Wednesday, August 14, 2019

comparing fMRIPrep and HCP Pipelines: Resting state benchmarks?

While I'm not a particular fan of resting state, each DMCC session includes a pair of short resting state runs, so we need to include them in the comparisons of fMRIPrep and the HCP Pipelines. This post collects some of my notes and "meanderings" on how such comparisons have been done by others and what we plan to do.
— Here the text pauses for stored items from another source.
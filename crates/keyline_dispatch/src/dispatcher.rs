//! Registration and dispatch facade.
//!
//! The registry sits behind a readers-writer lock. Each dispatch takes an
//! O(1) snapshot under the read lock and matches against that, so a
//! registration that starts after the dispatch never affects it, and the
//! action runs without holding the lock.

use std::sync::{Arc, PoisonError, RwLock, RwLockReadGuard};

use keyline_foundation::{Result, Value};

use crate::command::CommandDescriptor;
use crate::matcher::{Matcher, Resolution};
use crate::param::ParamKind;
use crate::registry::CommandRegistry;
use crate::tokenizer::LineTokenizer;

/// Shared command table plus the dispatch entry points.
///
/// Cloning a dispatcher yields another handle to the same registry.
#[derive(Clone, Debug, Default)]
pub struct Dispatcher {
    registry: Arc<RwLock<CommandRegistry>>,
}

impl Dispatcher {
    /// Creates a dispatcher with no commands.
    #[must_use]
    pub fn new() -> Self {
        Self::default()
    }

    /// Creates a dispatcher over an already populated registry.
    #[must_use]
    pub fn from_registry(registry: CommandRegistry) -> Self {
        Self {
            registry: Arc::new(RwLock::new(registry)),
        }
    }

    /// Registers a command overload.
    pub fn register(&self, descriptor: CommandDescriptor) -> Arc<CommandDescriptor> {
        log::debug!("registering `{descriptor}`");
        self.registry
            .write()
            .unwrap_or_else(PoisonError::into_inner)
            .register(descriptor)
    }

    /// Builds and registers a command overload from its parts.
    pub fn register_command<F>(
        &self,
        keyword: impl Into<String>,
        params: Vec<ParamKind>,
        action: F,
    ) -> Arc<CommandDescriptor>
    where
        F: Fn(&[Value]) + Send + Sync + 'static,
    {
        self.register(CommandDescriptor::new(keyword, params, action))
    }

    /// A point-in-time copy of the registry.
    #[must_use]
    pub fn snapshot(&self) -> CommandRegistry {
        self.read().clone()
    }

    /// Resolves `tokens` to one overload without running its action.
    ///
    /// # Errors
    ///
    /// Returns the matcher's failure when no single overload fits.
    pub fn resolve<S: AsRef<str>>(&self, tokens: &[S]) -> Result<Resolution> {
        let snapshot = self.snapshot();
        Matcher::resolve(&snapshot, tokens)
    }

    /// Resolves `tokens` and runs the winning overload's action.
    ///
    /// # Errors
    ///
    /// Returns the matcher's failure when no single overload fits; the
    /// action is not invoked in that case.
    pub fn dispatch<S: AsRef<str>>(&self, tokens: &[S]) -> Result<Resolution> {
        let resolution = self.resolve(tokens)?;
        resolution.invoke();
        Ok(resolution)
    }

    /// Tokenizes one input line and dispatches it.
    ///
    /// # Errors
    ///
    /// See [`dispatch`](Self::dispatch).
    pub fn dispatch_line(&self, line: &str) -> Result<Resolution> {
        self.dispatch(&LineTokenizer::tokenize(line))
    }

    /// Distinct registered keywords in registration order.
    #[must_use]
    pub fn keywords(&self) -> Vec<String> {
        self.read().keywords()
    }

    /// Signatures of every overload of `keyword`.
    #[must_use]
    pub fn usage(&self, keyword: &str) -> Vec<String> {
        self.read().usage(keyword)
    }

    /// Signatures of every registered overload.
    #[must_use]
    pub fn signatures(&self) -> Vec<String> {
        self.read().iter().map(|cmd| cmd.signature()).collect()
    }

    fn read(&self) -> RwLockReadGuard<'_, CommandRegistry> {
        self.registry.read().unwrap_or_else(PoisonError::into_inner)
    }
}
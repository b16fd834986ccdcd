//! Grammar-driven command dispatch.
//!
//! This crate matches one tokenized input line against a library of
//! overloaded commands and runs the single overload that fits.
//!
//! # Architecture
//!
//! ```text
//! "scoreboard players add steve 5"
//!          │
//!          ▼
//! ┌─────────────────┐
//! │   TOKENIZER     │  → ["scoreboard", "players", "add", "steve", "5"]
//! └─────────────────┘
//!          │
//!          ▼
//! ┌─────────────────┐
//! │ REGISTRY        │  → every overload registered under "scoreboard"
//! │ LOOKUP          │
//! └─────────────────┘
//!          │
//!          ▼
//! ┌─────────────────┐
//! │ CANDIDATE       │  → overloads whose parameters accept the tokens
//! │ NARROWING       │    (scoreboard objectives ... drops out at "players")
//! └─────────────────┘
//!          │
//!          ▼
//! ┌─────────────────┐
//! │ PRIORITY        │  → one winner, or AmbiguousCommand
//! │ TIE-BREAK       │
//! └─────────────────┘
//!          │
//!          ▼
//! ┌─────────────────┐
//! │ ACTION          │  → action(["players", "add", "steve", 5])
//! └─────────────────┘
//! ```
//!
//! # Modules
//!
//! - [`param`] - Parameter kinds: validation, conversion, priority
//! - [`command`] - Command descriptors
//! - [`registry`] - Append-only command registry
//! - [`matcher`] - Overload resolution
//! - [`dispatcher`] - Shared registry with dispatch entry points
//! - [`tokenizer`] - Whitespace tokenization of input lines

#![warn(missing_docs)]
#![warn(clippy::all)]
#![warn(clippy::pedantic)]

pub mod command;
pub mod dispatcher;
pub mod matcher;
pub mod param;
pub mod registry;
pub mod tokenizer;

// Re-export main types for convenience
pub use command::{Action, CommandDescriptor};
pub use dispatcher::Dispatcher;
pub use matcher::{Matcher, Resolution};
pub use param::ParamKind;
pub use registry::CommandRegistry;
pub use tokenizer::LineTokenizer;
As previously described, for the task runs we decided to use well-understood task effects as benchmarks to measure quality: larger GLM statistics in the expected direction and brain regions are better. Specifically, a contrast of high - low cognitive control conditions (e.g., in Stroop "high" is a color word printed in a different color, "low" the color word printed in the matching color) should be positive (more BOLD in high than low) in frontoparietal regions. Other positive control tests could be of pushing a button or not (targeting M1) and visual stimulus on screen or not (targeting visual regions).

These task benchmarks are appealing because the ground truth is known: high - low cognitive control contrast results should look a particular way. If they look like they should, then I know that everything worked properly, and so can move to comparing the strength of the results under different preprocessing schemes.

But what is a benchmark test for resting state? How can I tell if the preprocessing and analysis was successful, so that it's valid to compare the statistical outcomes?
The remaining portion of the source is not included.